• [ABOUT THIS EXERCISE]:
Say how many lines in the entries below mention "format", with no other words.

━━━━

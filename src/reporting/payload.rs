use chrono::NaiveDate;

use crate::models::{AlertPayload, MovementSummary};

/// Alert for an automatic trigger. Pure.
pub fn construct_alert(camera_id: u32, trigger_time: &str, clip_reference: &str) -> AlertPayload {
    AlertPayload {
        camera_id,
        trigger_time: trigger_time.to_string(),
        video_reference: clip_reference.to_string(),
        is_manual: false,
    }
}

/// Movement summary payload. Fractional seconds are dropped.
pub fn construct_movement_summary(
    camera_id: u32,
    total_movement_seconds: f64,
    user_id: u32,
    date: NaiveDate,
) -> MovementSummary {
    MovementSummary {
        camera_id,
        date: date.format("%Y-%m-%d").to_string(),
        total_movement: total_movement_seconds.max(0.0).floor() as u64,
        user_id,
    }
}

/// Public URL of an uploaded clip.
pub fn video_reference(video_base_url: &str, clip_filename: &str) -> String {
    format!("{}/{}", video_base_url.trim_end_matches('/'), clip_filename)
}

━━━━

• [TASK RESPONSE]:
2